** Opening Data to process block **

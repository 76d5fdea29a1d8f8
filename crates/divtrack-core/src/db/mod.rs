//! libSQL plumbing shared by the database-backed stores

mod collection;
mod connection;
pub(crate) mod migrations;

pub use collection::{BulkWriteResult, Collection, FieldFilter, WriteModel};
pub use connection::{Database, DatabaseTarget};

** Closing Data to process block **

A verbatim copy of every entry is needed.

Problem solution:
repository 76d5fdea29a1d8f8
filename crates/divtrack-core/src/db/mod.rs
//! libSQL plumbing shared by the database-backed stores

mod collection;
mod connection;
pub(crate) mod migrations;

pub use collection::{BulkWriteResult, Collection, FieldFilter, WriteModel};
pub use connection::{Database, DatabaseTarget};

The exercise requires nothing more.